- _INSTRUCTIONS TO FOLLOW_
Transcribe exactly each line of the entries, from the opening line to the line with "a per-match callback.", with both of those lines included.

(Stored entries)
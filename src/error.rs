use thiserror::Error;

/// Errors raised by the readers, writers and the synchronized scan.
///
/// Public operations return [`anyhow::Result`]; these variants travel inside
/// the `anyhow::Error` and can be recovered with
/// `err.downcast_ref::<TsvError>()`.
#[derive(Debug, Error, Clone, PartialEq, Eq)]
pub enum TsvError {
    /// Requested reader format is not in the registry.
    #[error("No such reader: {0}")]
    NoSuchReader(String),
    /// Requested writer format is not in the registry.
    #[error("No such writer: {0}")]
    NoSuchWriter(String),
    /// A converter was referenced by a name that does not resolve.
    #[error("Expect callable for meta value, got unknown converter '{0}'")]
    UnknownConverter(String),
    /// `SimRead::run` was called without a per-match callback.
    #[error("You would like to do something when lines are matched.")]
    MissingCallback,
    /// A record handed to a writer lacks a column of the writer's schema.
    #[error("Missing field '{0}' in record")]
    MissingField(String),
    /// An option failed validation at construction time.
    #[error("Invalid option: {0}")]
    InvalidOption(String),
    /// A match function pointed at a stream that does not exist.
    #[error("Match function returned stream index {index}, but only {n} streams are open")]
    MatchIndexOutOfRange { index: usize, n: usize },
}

- _EXERCISE RESULT_
filename src/error.rs
use thiserror::Error;

/// Errors raised by the readers, writers and the synchronized scan.
///
/// Public operations return [`anyhow::Result`]; these variants travel inside
/// the `anyhow::Error` and can be recovered with
/// `err.downcast_ref::<TsvError>()`.
#[derive(Debug, Error, Clone, PartialEq, Eq)]
pub enum TsvError {
    /// Requested reader format is not in the registry.
    #[error("No such reader: {0}")]
    NoSuchReader(String),
    /// Requested writer format is not in the registry.
    #[error("No such writer: {0}")]
    NoSuchWriter(String),
    /// A converter was referenced by a name that does not resolve.
    #[error("Expect callable for meta value, got unknown converter '{0}'")]
    UnknownConverter(String),
    /// `SimRead::run` was called without a per-match callback.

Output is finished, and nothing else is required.